Yaret seemed to go completely still. “What is the skeln?”
“Up, up there, on those hills. The trees.” The stoneman waved his trembling arm towards the bare, bruised slopes above the town.
“Trees.”
“All dead. None left any more.”
“What do you use the skeln for?”
“Heads. Please. It hurts.”
“Is the skeln a medicine? Does it make the pain go away?” she asked; again, thought Charo, far too gently.
“No. That’s athelid. Please, give me some athelid! I need it.”
“I have none. Your companions took it. Where can I find them? Where were they going?”
“Somewhere called, called Kelvha. I don’t know where it is. Please find them. Please get me athelid.”
“I’m afraid they have long gone.”
The stoneman began to tremble all over, not just his hands. Then he was crying again. “I have to die. You have to kill me. Hurts too much. I can’t do it. Not on my own.”
Charo’s mouth was dry. He felt sick; but he would have to do this. He just didn’t know how. All these months he’d thought he longed to kill a stoneman: to plunge the sword in through the odious red tunic and see his enemy collapse in fear and disbelief. Now he just felt paralysed. He couldn’t kill a crying man.
He raised the sword without knowing how he would use it. Yaret put her hand against his arm. “Wait,” she said, with the same quiet authority as before, and he lowered the sword again.
“Brael,” she said to the stoneman.
“Kill. Kill me now.” The eyes that stared at her were full of blood. The man was shaking from head to foot.
“Brael. Know that you have served with loyalty, and that you die with honour.”
Then she drew her knife. The stoneman seized her hand and together they drove the blade down through the tunic, deep into the man’s breast. He gazed into her face and let out a long, slow sigh and then began to pant. She supported him with one arm round his shoulders, her other hand still clasped by his around the knife-hilt, as he sank down to the ground.
Eventually his hand fell away. It was another moment before she pulled out the knife. Charo could not see her face; but he heard her say Oveyn, and then he burst out.
“That was a stoneman! What are you saying Oveyn for? Why did you tell him that he died with honour when he killed all our people?” He was shaking almost as badly as the stoneman had, and now he felt ashamed that he hadn’t used the sword himself right at the start.
“He was ten,” said Yaret.
“He was crazy.”
“Yes, he was crazed, that’s true. And he was ten.”
“That’s ridiculous. He can’t have been ten. He was at least eighteen!”
“That was what I thought too, when I asked his age. I expected eighteen or twenty. I didn’t expect ten. But I had to take him at his word.” She was wiping the knife on the stoneman’s tunic. She seemed quite calm. Charo didn’t know how to stop himself from shaking. He was no better than the stoneman.

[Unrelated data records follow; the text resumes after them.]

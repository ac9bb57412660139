//! Keyword matching shared by the classifiers.
//!
//! Word-like markers ("ok", "good night") match on token boundaries so that
//! "hii" is not "hi" and "book" is not "ok". Symbol markers (emoji, ":)")
//! match as plain substrings.

use std::collections::HashSet;

const TERMINAL_PUNCTUATION: &[char] = &['.', '!', '?', '।'];

pub fn normalize(text: &str) -> String {
    text.trim().to_lowercase()
}

/// Lowercased whitespace tokens with surrounding punctuation stripped.
pub fn tokens(text: &str) -> Vec<String> {
    text.split_whitespace()
        .map(|t| {
            t.trim_matches(|c: char| !c.is_alphanumeric())
                .to_lowercase()
        })
        .filter(|t| !t.is_empty())
        .collect()
}

/// `@handle` tokens, lowercased, trailing punctuation removed.
pub fn mention_tokens(text: &str) -> Vec<String> {
    text.split_whitespace()
        .filter(|t| t.starts_with('@') && t.len() > 1)
        .map(|t| {
            t.trim_end_matches(|c: char| !c.is_alphanumeric() && c != '_')
                .to_lowercase()
        })
        .collect()
}

/// Phrase occurs as a contiguous run of whole tokens.
pub fn contains_word(text: &str, phrase: &str) -> bool {
    let needle = tokens(phrase);
    if needle.is_empty() {
        return false;
    }
    let hay = tokens(text);
    hay.windows(needle.len()).any(|w| w == needle.as_slice())
}

pub fn matches_marker(text: &str, marker: &str) -> bool {
    if marker.chars().any(char::is_alphanumeric) {
        contains_word(text, marker)
    } else {
        !marker.is_empty() && text.to_lowercase().contains(marker)
    }
}

pub fn matches_any<S: AsRef<str>>(text: &str, markers: &[S]) -> bool {
    markers.iter().any(|m| matches_marker(text, m.as_ref()))
}

/// The whole message is one of `phrases`, ignoring case and punctuation.
pub fn matches_whole<S: AsRef<str>>(text: &str, phrases: &[S]) -> bool {
    let hay = tokens(text);
    !hay.is_empty() && phrases.iter().any(|p| tokens(p.as_ref()) == hay)
}

/// Number of distinct markers present in `text`.
pub fn count_markers<S: AsRef<str>>(text: &str, markers: &[S]) -> usize {
    markers
        .iter()
        .filter(|m| matches_marker(text, m.as_ref()))
        .count()
}

pub fn ends_with_terminal_punctuation(text: &str) -> bool {
    text.trim_end()
        .chars()
        .last()
        .map(|c| TERMINAL_PUNCTUATION.contains(&c))
        .unwrap_or(false)
}

pub fn shares_vocabulary(a: &str, b: &str) -> bool {
    let left: HashSet<String> = tokens(a).into_iter().collect();
    tokens(b).iter().any(|t| left.contains(t))
}
//! Keyword-driven mood classification.

use rapport_core::lexicon::count_markers;
use rapport_core::{HistoryEntry, Mood, MoodMarkers};

/// Entries inspected when classifying mood.
pub const MOOD_WINDOW: usize = 5;

/// Messages longer than this read as serious when no marker fires.
const SERIOUS_LENGTH: usize = 50;

/// Classify the mood of the last few entries.
///
/// Highest marker count wins, ties go to the earlier category. With no
/// marker hits: any long message means `Serious`, any `?` means `Curious`,
/// otherwise `Neutral`.
pub fn analyze_mood(entries: &[HistoryEntry], markers: &MoodMarkers) -> Mood {
    let window = &entries[entries.len().saturating_sub(MOOD_WINDOW)..];

    let mut best = (Mood::Neutral, 0usize);
    for (mood, list) in markers.ordered() {
        let score: usize = window.iter().map(|e| count_markers(&e.text, list)).sum();
        if score > best.1 {
            best = (mood, score);
        }
    }
    if best.1 > 0 {
        return best.0;
    }

    if window.iter().any(|e| e.text.chars().count() > SERIOUS_LENGTH) {
        Mood::Serious
    } else if window.iter().any(|e| e.text.contains('?')) {
        Mood::Curious
    } else {
        Mood::Neutral
    }
}

#[cfg(test)]
mod tests {
    use super::*;
    use chrono::Utc;
    use rapport_core::PersonaProfile;

    fn entries(texts: &[&str]) -> Vec<HistoryEntry> {
        texts
            .iter()
            .map(|t| HistoryEntry {
                sender_id: "u1".into(),
                text: t.to_string(),
                timestamp: Utc::now(),
                is_agent: false,
            })
            .collect()
    }

    fn markers() -> MoodMarkers {
        PersonaProfile::default().mood_markers
    }

    #[test]
    fn test_highest_count_wins() {
        let e = entries(&["haha lol", "wtf"]);
        assert_eq!(analyze_mood(&e, &markers()), Mood::Happy);
    }

    #[test]
    fn test_tie_goes_to_declaration_order() {
        // one happy marker, one angry marker
        let e = entries(&["nice", "wtf"]);
        assert_eq!(analyze_mood(&e, &markers()), Mood::Happy);
        let e = entries(&["sad", "noob"]);
        assert_eq!(analyze_mood(&e, &markers()), Mood::Sad);
    }

    #[test]
    fn test_only_last_five_entries_count() {
        let e = entries(&["wtf wtf stfu", "a", "b", "c", "d", "e"]);
        assert_eq!(analyze_mood(&e, &markers()), Mood::Neutral);
    }

    #[test]
    fn test_fallbacks() {
        let long = "a".repeat(51);
        assert_eq!(analyze_mood(&entries(&[&long, "kab?"]), &markers()), Mood::Serious);
        assert_eq!(analyze_mood(&entries(&["kab aayega?"]), &markers()), Mood::Curious);
        assert_eq!(analyze_mood(&entries(&["chal"]), &markers()), Mood::Neutral);
        assert_eq!(analyze_mood(&[], &markers()), Mood::Neutral);
    }

    #[test]
    fn test_emoji_markers() {
        assert_eq!(analyze_mood(&entries(&["🔥🔥"]), &markers()), Mood::Excited);
    }
}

It was terrible.
Thankfully she wasn’t looking at him: she was looking at the stoneman’s hands.
“Such fine skin,” she said. “Uncalloused. His face, too, so unweathered. He was young.” Her voice was meditative.
“I hope you don’t want to bury him as well,” said Charo, trying to sound indifferent, although his voice came out high and harsh.
“No.” She stood up. “What I want to do now is to go and look for the skeln, up in those hills.”
“It’s in the wrong direction!” Then he felt ashamed again.
“Yes, it is; but it’s not far. We can be there and back before nightfall.” She looked at him. “You stay here if you wish.”
“No, I’ll come with you,” said Charo. He didn’t want her to think he was a coward. Nor did he want to be left alone in this nightmarish town, with its pointless guardians and the dead stoneman – stoneboy – stoneman – seeping blood into the gutter.
She nodded and began walking back towards the horses. Charo looked down at the stoneman again. How could he be ten? He was simply mad with pain. Delirious. All that blood around his battered head. Beating it against the wall.
Charo swallowed and said Oveyn hurriedly, underneath his breath, before he stumbled back to remount Poda. His limbs did not seem to be working properly and he was glad when Poda followed Wulchak of her own accord. He wanted to get out of this dead place as fast as possible.